John started visiting golf courses and sports fields, and would take any new inventions to Dale Sandin at the Orange Bowl for testing.

“My father had made a slicing machine called the Verti-Groove with Dale to help drainage,” said John. “Dale was quite a critic; but every piece of equipment we had, I would go to the Orange Bowl, and we would try it out. I would then take it to golf courses and try to sell it out of the trunk of my car. The Penetrometer was one of the first things we invented. We had a moisture sensor, pH meter and thermometer, and we started leaning toward diagnostic tools.”

Tom Mascaro turfgrass
Tom Mascaro (right) with his son, John, at the 1990 Florida Turfgrass Show

Tom and John Mascaro built Turf-Tec as a mail order company, with John typing labels on a typewriter and mailing flyers to golf courses and sports fields.

“We would get a check in the mail with the order form, and we would ship out the product,” said John.

John got to work with his father for 12 years, and together the two invented a wide range of products for the turfgrass industry. Tom Mascaro passed away in 1997.

“He loved making things,” John recalled. “Art was a hobby; he did clay sculpting, wire sculpting, and just liked to make things with his hands. As a kid, I used to hang around and watch him sculpt or repair things. He could repair or make anything. I learned a lot from him.”

According to John, many people don’t realize Tom’s contributions to the industry. For example, at early turfgrass conferences in the 1940s, Tom would carry a wire recorder, record the proceedings, have the information transcribed and turned into a booklet and then send it to all conference attendees free of charge. His goal was always to educate and advance the profession.

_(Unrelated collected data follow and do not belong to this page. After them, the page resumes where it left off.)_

use std::{fmt, str::FromStr};

use serde::{Deserialize, Serialize};

use crate::error::DomainError;

const ADDRESS_HEX_LEN: usize = 40;

/// Account or module address, stored lowercase so lookups join regardless of
/// checksum casing.
#[derive(Debug, Clone, PartialEq, Eq, Hash, PartialOrd, Ord, Serialize, Deserialize)]
#[serde(try_from = "String", into = "String")]
pub struct Address(String);

impl Address {
    pub const ZERO_STR: &'static str = "0x0000000000000000000000000000000000000000";

    pub fn parse(raw: &str) -> Result<Self, DomainError> {
        let raw = raw.trim();
        let Some(hex) = raw.strip_prefix("0x").or_else(|| raw.strip_prefix("0X")) else {
            return Err(DomainError::InvalidAddress(raw.to_string()));
        };
        if hex.len() != ADDRESS_HEX_LEN || !hex.chars().all(|c| c.is_ascii_hexdigit()) {
            return Err(DomainError::InvalidAddress(raw.to_string()));
        }
        Ok(Self(format!("0x{}", hex.to_ascii_lowercase())))
    }

    pub fn zero() -> Self {
        Self(Self::ZERO_STR.to_string())
    }

    pub fn is_zero(&self) -> bool {
        self.0 == Self::ZERO_STR
    }

    pub fn as_str(&self) -> &str {
        &self.0
    }

    /// `0x1234...abcd` form used in the member table.
    pub fn short(&self) -> String {
        let s = &self.0;
        format!("{}...{}", &s[..6], &s[s.len() - 4..])
    }
}

impl fmt::Display for Address {
    fn fmt(&self, f: &mut fmt::Formatter<'_>) -> fmt::Result {
        f.write_str(&self.0)
    }
}

impl FromStr for Address {
    type Err = DomainError;

    fn from_str(s: &str) -> Result<Self, Self::Err> {
        Self::parse(s)
    }
}

impl TryFrom<String> for Address {
    type Error = DomainError;

    fn try_from(value: String) -> Result<Self, Self::Error> {
        Self::parse(&value)
    }
}

impl From<Address> for String {
    fn from(value: Address) -> Self {
        value.0
    }
}

#[derive(Debug, Clone, Copy, PartialEq, Eq, Hash, Serialize, Deserialize)]
pub struct ChainId(pub u64);

impl ChainId {
    pub const RINKEBY: ChainId = ChainId(4);
}

impl fmt::Display for ChainId {
    fn fmt(&self, f: &mut fmt::Formatter<'_>) -> fmt::Result {
        write!(f, "{}", self.0)
    }
}

/// Raw token amount in base units. Carried as a decimal string on the wire.
#[derive(Debug, Clone, Copy, Default, PartialEq, Eq, PartialOrd, Ord, Hash, Serialize, Deserialize)]
#[serde(try_from = "String", into = "String")]
pub struct TokenAmount(pub u128);

impl TokenAmount {
    pub const ZERO: TokenAmount = TokenAmount(0);

    pub fn is_zero(&self) -> bool {
        self.0 == 0
    }

    /// Renders `value / 10^decimals` keeping at least one fractional digit,
    /// e.g. `2_000_000_000_000_000_000` with 18 decimals is `"2.0"`.
    pub fn format_units(&self, decimals: u32) -> String {
        let digits = self.0.to_string();
        let decimals = decimals as usize;
        let (whole, frac) = if digits.len() > decimals {
            let split = digits.len() - decimals;
            (digits[..split].to_string(), digits[split..].to_string())
        } else {
            ("0".to_string(), format!("{digits:0>decimals$}"))
        };
        let frac = frac.trim_end_matches('0');
        if frac.is_empty() {
            format!("{whole}.0")
        } else {
            format!("{whole}.{frac}")
        }
    }

    /// Parses a human amount such as `"1000"` or `"42.5"` into base units.
    pub fn parse_units(text: &str, decimals: u32) -> Result<Self, DomainError> {
        let text = text.trim();
        let invalid = || DomainError::InvalidAmount(text.to_string());
        let (whole, frac) = match text.split_once('.') {
            Some((whole, frac)) => (whole, frac),
            None => (text, ""),
        };
        if whole.is_empty() && frac.is_empty() {
            return Err(invalid());
        }
        if !whole.chars().all(|c| c.is_ascii_digit()) || !frac.chars().all(|c| c.is_ascii_digit()) {
            return Err(invalid());
        }
        if frac.len() > decimals as usize {
            return Err(DomainError::TooManyDecimals {
                value: text.to_string(),
                decimals,
            });
        }

        let scale = 10u128.checked_pow(decimals).ok_or_else(invalid)?;
        let whole: u128 = if whole.is_empty() {
            0
        } else {
            whole.parse().map_err(|_| invalid())?
        };
        let frac_scaled: u128 = if frac.is_empty() {
            0
        } else {
            let padded = format!("{frac:0<width$}", width = decimals as usize);
            padded.parse().map_err(|_| invalid())?
        };

        whole
            .checked_mul(scale)
            .and_then(|v| v.checked_add(frac_scaled))
            .map(TokenAmount)
            .ok_or_else(invalid)
    }
}

impl TryFrom<String> for TokenAmount {
    type Error = DomainError;

    fn try_from(value: String) -> Result<Self, Self::Error> {
        value
            .trim()
            .parse::<u128>()
            .map(TokenAmount)
            .map_err(|_| DomainError::InvalidAmount(value))
    }
}

impl From<TokenAmount> for String {
    fn from(value: TokenAmount) -> Self {
        value.0.to_string()
    }
}

impl fmt::Display for TokenAmount {
    fn fmt(&self, f: &mut fmt::Formatter<'_>) -> fmt::Result {
        write!(f, "{}", self.0)
    }
}

macro_rules! string_id_newtype {
    ($name:ident) => {
        #[derive(Debug, Clone, PartialEq, Eq, Hash, PartialOrd, Ord, Serialize, Deserialize)]
        #[serde(transparent)]
        pub struct $name(pub String);

        impl $name {
            pub fn new(value: impl Into<String>) -> Self {
                Self(value.into())
            }

            pub fn as_str(&self) -> &str {
                &self.0
            }
        }

        impl fmt::Display for $name {
            fn fmt(&self, f: &mut fmt::Formatter<'_>) -> fmt::Result {
                f.write_str(&self.0)
            }
        }
    };
}

string_id_newtype!(TokenId);
string_id_newtype!(ProposalId);

impl TokenId {
    pub fn membership() -> Self {
        Self::new("0")
    }
}

/// Governor lifecycle stage, numbered as the vote module reports it.
#[derive(Debug, Clone, Copy, PartialEq, Eq, Hash, Serialize, Deserialize)]
#[serde(try_from = "u8", into = "u8")]
pub enum ProposalStage {
    Pending,
    Active,
    Canceled,
    Defeated,
    Succeeded,
    Queued,
    Expired,
    Executed,
}

impl ProposalStage {
    pub fn accepts_votes(self) -> bool {
        self == ProposalStage::Active
    }

    pub fn ready_to_execute(self) -> bool {
        self == ProposalStage::Succeeded
    }
}

impl TryFrom<u8> for ProposalStage {
    type Error = DomainError;

    fn try_from(value: u8) -> Result<Self, Self::Error> {
        Ok(match value {
            0 => ProposalStage::Pending,
            1 => ProposalStage::Active,
            2 => ProposalStage::Canceled,
            3 => ProposalStage::Defeated,
            4 => ProposalStage::Succeeded,
            5 => ProposalStage::Queued,
            6 => ProposalStage::Expired,
            7 => ProposalStage::Executed,
            other => return Err(DomainError::UnknownProposalStage(other)),
        })
    }
}

impl From<ProposalStage> for u8 {
    fn from(value: ProposalStage) -> Self {
        value as u8
    }
}

#[derive(Debug, Clone, Copy, PartialEq, Eq, Hash, Serialize, Deserialize)]
#[serde(try_from = "u8", into = "u8")]
pub enum VoteType {
    Against,
    For,
    Abstain,
}

impl VoteType {
    /// Choice recorded for a proposal the voter left unselected.
    pub const DEFAULT: VoteType = VoteType::Abstain;
}

impl Default for VoteType {
    fn default() -> Self {
        Self::DEFAULT
    }
}

impl TryFrom<u8> for VoteType {
    type Error = DomainError;

    fn try_from(value: u8) -> Result<Self, Self::Error> {
        match value {
            0 => Ok(VoteType::Against),
            1 => Ok(VoteType::For),
            2 => Ok(VoteType::Abstain),
            other => Err(DomainError::UnknownVoteType(other.to_string())),
        }
    }
}

impl From<VoteType> for u8 {
    fn from(value: VoteType) -> Self {
        value as u8
    }
}

impl FromStr for VoteType {
    type Err = DomainError;

    fn from_str(s: &str) -> Result<Self, Self::Err> {
        match s.trim().to_ascii_lowercase().as_str() {
            "0" | "against" => Ok(VoteType::Against),
            "1" | "for" => Ok(VoteType::For),
            "2" | "abstain" => Ok(VoteType::Abstain),
            other => Err(DomainError::UnknownVoteType(other.to_string())),
        }
    }
}

#[derive(Debug, Clone, PartialEq, Eq, Serialize, Deserialize)]
pub struct VoteOption {
    #[serde(rename = "type")]
    pub vote_type: VoteType,
    pub label: String,
}

#[derive(Debug, Clone, PartialEq, Eq, Serialize, Deserialize)]
pub struct Proposal {
    pub proposal_id: ProposalId,
    pub description: String,
    #[serde(rename = "state")]
    pub stage: ProposalStage,
    pub votes: Vec<VoteOption>,
}

#[derive(Debug, Clone, Copy, PartialEq, Eq, Serialize, Deserialize)]
#[serde(rename_all = "snake_case")]
pub enum ConnectorKind {
    Injected,
}

#[derive(Debug, Clone, PartialEq, Eq)]
pub struct Session {
    pub address: Address,
    pub chain_id: ChainId,
    pub can_sign: bool,
}

#[derive(Debug, Clone, PartialEq, Eq, Serialize, Deserialize)]
pub struct MemberRecord {
    pub address: Address,
    pub token_amount: String,
}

During his career, Tom taught turfgrass courses; lectured at approximately 20 turfgrass conferences per year for more than 50 years; served as an adjunct professor at Florida International University, Biscayne College and Nova Scotia Agricultural College; authored technical articles; developed a turfgrass correspondence course and a handbook for sports field managers and wrote a textbook tiltled “Diagnostic Turfgrass Management for Golf Greens.”

Among his many awards and accolades, Tom Mascaro received the U.S. Golf Association Green Section Award, the Distinguished Service Award from GCSAA, multiple Texas Turfgrass Association Awards, the Pennsylvania Turfgrass Council Recognition Award, the Oklahoma Turfgrass Research Foundation Award, Florida Golf Course Superintendents Association award for Lifetime Service, induction into the Oklahoma Turfgrass Hall of Fame and the STMA Lifetime Achievement Award. The Mascaro-Steiniger Turfgrass Museum at Penn State University was also named in his honor (and that of another industry pioneer — golf course superintendent Eb Steiniger).

Said John, “His creative mind was amazing. His inventions were way ahead of their time.”

John Kmitta is associate publisher and editorial brand director of SportsField Management magazine.